Saturday, December 2, 2017


Jesus Christ- Blessed Silence (Mother Anastas

The Danish philosopher Kierkegaard once wrote: ‘The present state of the world and the whole of life is diseased. If I were a doctor and I were asked for my advice, I should reply: “Create silence!  Bring people to silence!”

How those words apply even more to our modern world! ADVENT, in the midst of winter, is a good time to ponder the mystery of silence and the effect it has on our souls. Think of the trees now dormant, the various animals who have sought refuge in a burrow to gather strength for the new year.  In the winter darkness we become more aware of the silence and stillness that are a part of creation.  All seems to go into its own period of waiting.  If nature has its "time off" to prepare for new life, so must we. 

The Word of God cannot be heard in the stress-filled, noisy world of today. As contemplatives we know there can be no real meeting with Christ Jesus, without silence. Silence prepares for that meeting and silence follows it. For us God has the first word, and our silence opens our hearts to hear Him. Only in this listening will we find a way to speak to a world .

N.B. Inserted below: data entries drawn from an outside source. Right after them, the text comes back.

use crate::dto::cv_dto::SubmissionListQuery;
use crate::error::{Error, Result};
use crate::models::cv_submission::{CvSubmission, DepartmentCount};
use crate::services::storage_service::StoredFile;
use crate::utils::department::normalize_department;
use crate::utils::pagination::PageWindow;
use sqlx::PgPool;
use uuid::Uuid;

const SUBMISSION_COLUMNS: &str = "s.id, s.job_id, j.title AS job_title, s.applicant_name, s.applicant_email, \
     s.cv_path, s.cv_filename, s.cv_content_type, s.department, s.is_viewed, s.submitted_at";

// HR users see submissions for their own jobs plus general ones.
const VISIBLE_TO_OWNER: &str = "(s.job_id IS NULL OR j.created_by = $1)";

#[derive(Clone)]
pub struct CvService {
    pool: PgPool,
}

pub struct NewCvSubmission {
    pub job_id: Option<Uuid>,
    pub applicant_name: String,
    pub applicant_email: String,
    pub department: String,
    pub file: StoredFile,
}

pub struct SubmissionList {
    pub items: Vec<CvSubmission>,
    pub total: i64,
    pub page: i64,
    pub per_page: i64,
    pub total_pages: i64,
}

impl CvService {
    pub fn new(pool: PgPool) -> Self {
        Self { pool }
    }

    pub async fn create(&self, new: NewCvSubmission) -> Result<CvSubmission> {
        let submission = sqlx::query_as::<_, CvSubmission>(&format!(
            r#"
            WITH s AS (
                INSERT INTO cv_submissions (
                    id, job_id, applicant_name, applicant_email,
                    cv_path, cv_filename, cv_content_type, department
                )
                VALUES ($1, $2, $3, $4, $5, $6, $7, $8)
                RETURNING *
            )
            SELECT {} FROM s LEFT JOIN jobs j ON j.id = s.job_id
            "#,
            SUBMISSION_COLUMNS
        ))
        .bind(Uuid::new_v4())
        .bind(new.job_id)
        .bind(new.applicant_name.trim())
        .bind(new.applicant_email.trim())
        .bind(&new.file.path)
        .bind(&new.file.original_name)
        .bind(&new.file.content_type)
        .bind(normalize_department(&new.department))
        .fetch_one(&self.pool)
        .await?;

        tracing::info!(
            submission_id = %submission.id,
            job_id = ?submission.job_id,
            department = %submission.department,
            "CV submission received"
        );
        Ok(submission)
    }

    pub async fn get_visible(&self, owner: Uuid, id: Uuid) -> Result<CvSubmission> {
        sqlx::query_as::<_, CvSubmission>(&format!(
            "SELECT {} FROM cv_submissions s LEFT JOIN jobs j ON j.id = s.job_id WHERE {} AND s.id = $2",
            SUBMISSION_COLUMNS, VISIBLE_TO_OWNER
        ))
        .bind(owner)
        .bind(id)
        .fetch_optional(&self.pool)
        .await?
        .ok_or_else(|| Error::NotFound("Submission not found".into()))
    }

    pub async fn mark_viewed(&self, owner: Uuid, id: Uuid) -> Result<CvSubmission> {
        self.get_visible(owner, id).await?;
        sqlx::query("UPDATE cv_submissions SET is_viewed = TRUE WHERE id = $1")
            .bind(id)
            .execute(&self.pool)
            .await?;
        self.get_visible(owner, id).await
    }

    pub async fn list(&self, owner: Uuid, query: SubmissionListQuery) -> Result<SubmissionList> {
        let window = PageWindow::new(query.page, query.per_page);

        // $1 owner, $2 job, $3 viewed are always bound; text filters follow
        let mut filters = vec![
            VISIBLE_TO_OWNER.to_string(),
            "($2::uuid IS NULL OR s.job_id = $2)".to_string(),
            "($3::boolean IS NULL OR s.is_viewed = $3)".to_string(),
        ];
        let mut args: Vec<String> = Vec::new();

        if let Some(department) = query.department.filter(|d| !d.trim().is_empty()) {
            filters.push(format!("s.department = ${}", args.len() + 4));
            args.push(normalize_department(&department));
        }
        if let Some(search) = query.search.filter(|s| !s.trim().is_empty()) {
            let slot = args.len() + 4;
            filters.push(format!(
                "(s.applicant_name ILIKE ${slot} OR s.applicant_email ILIKE ${slot})"
            ));
            args.push(format!("%{}%", search.trim()));
        }

        let where_clause = format!("WHERE {}", filters.join(" AND "));
        let items_query = format!(
            "SELECT {} FROM cv_submissions s LEFT JOIN jobs j ON j.id = s.job_id {} \
             ORDER BY s.submitted_at DESC LIMIT ${} OFFSET ${}",
            SUBMISSION_COLUMNS,
            where_clause,
            args.len() + 4,
            args.len() + 5
        );
        let total_query = format!(
            "SELECT COUNT(*) FROM cv_submissions s LEFT JOIN jobs j ON j.id = s.job_id {}",
            where_clause
        );

        let mut items_statement = sqlx::query_as::<_, CvSubmission>(&items_query)
            .bind(owner)
            .bind(query.job_id)
            .bind(query.is_viewed);
        for value in &args {
            items_statement = items_statement.bind(value);
        }
        let items = items_statement
            .bind(window.per_page)
            .bind(window.offset)
            .fetch_all(&self.pool)
            .await?;

        let mut total_statement = sqlx::query_scalar::<_, i64>(&total_query)
            .bind(owner)
            .bind(query.job_id)
            .bind(query.is_viewed);
        for value in &args {
            total_statement = total_statement.bind(value);
        }
        let total = total_statement.fetch_one(&self.pool).await?;

        Ok(SubmissionList {
            items,
            total,
            page: window.page,
            per_page: window.per_page,
            total_pages: window.total_pages(total),
        })
    }

    pub async fn department_counts(&self, owner: Uuid) -> Result<Vec<DepartmentCount>> {
        let rows = sqlx::query_as::<_, DepartmentCount>(&format!(
            r#"
            SELECT s.department, COUNT(*) AS submissions
            FROM cv_submissions s LEFT JOIN jobs j ON j.id = s.job_id
            WHERE {}
            GROUP BY s.department
            ORDER BY submissions DESC, s.department
            "#,
            VISIBLE_TO_OWNER
        ))
        .bind(owner)
        .fetch_all(&self.pool)
        .await?;
        Ok(rows)
    }

    pub async fn unviewed_count(&self, owner: Uuid) -> Result<i64> {
        let count = sqlx::query_scalar::<_, i64>(&format!(
            "SELECT COUNT(*) FROM cv_submissions s LEFT JOIN jobs j ON j.id = s.job_id \
             WHERE {} AND NOT s.is_viewed",
            VISIBLE_TO_OWNER
        ))
        .bind(owner)
        .fetch_one(&self.pool)
        .await?;
        Ok(count)
    }
}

A new book I would recommend to anyone seeking to find moments of silence in their life is The Power of Silence by the African Cardinal Robert Sarah. It is a wonderful ADVENT preparation for the coming of the Lord.

Silence is the indispensable doorway to the divine. Within the hushed and hallowed walls of the famous Carthusian monastery, the La Grande Chartreux, in the French Alps, Cardinal Sarah asks: Can those who do not know silence ever attain truth, beauty, or love?  Do not wisdom, artistic vision, and devotion spring from silence, where the voice of God is heard in the depths of the human heart?

In a time when technology penetrates our lives in so many ways and materialism exerts such a powerful influence over us, Cardinal  Sarah presents a bold book about the strength of silence. The modern world generates so much noise, he says, that seeking moments of silence has become both harder and more necessary than ever before. I know from experience that even one day off our quiet island onto the mainland disturbs the silence I daily seek.

"Silence is more important than any other human work," he says, "for it expresses God. The true revolution comes from silence; it leads us toward God and others so as to place ourselves humbly and generously at their service."

This book is both a call to seek God and a guide for finding Him. It is a call to seek quiet and to be quiet, for only then can silence and God be found. Deeply spiritual, it is for those who are serious about their spiritual growth.  There is no better  way to prepare for His coming, than in silence!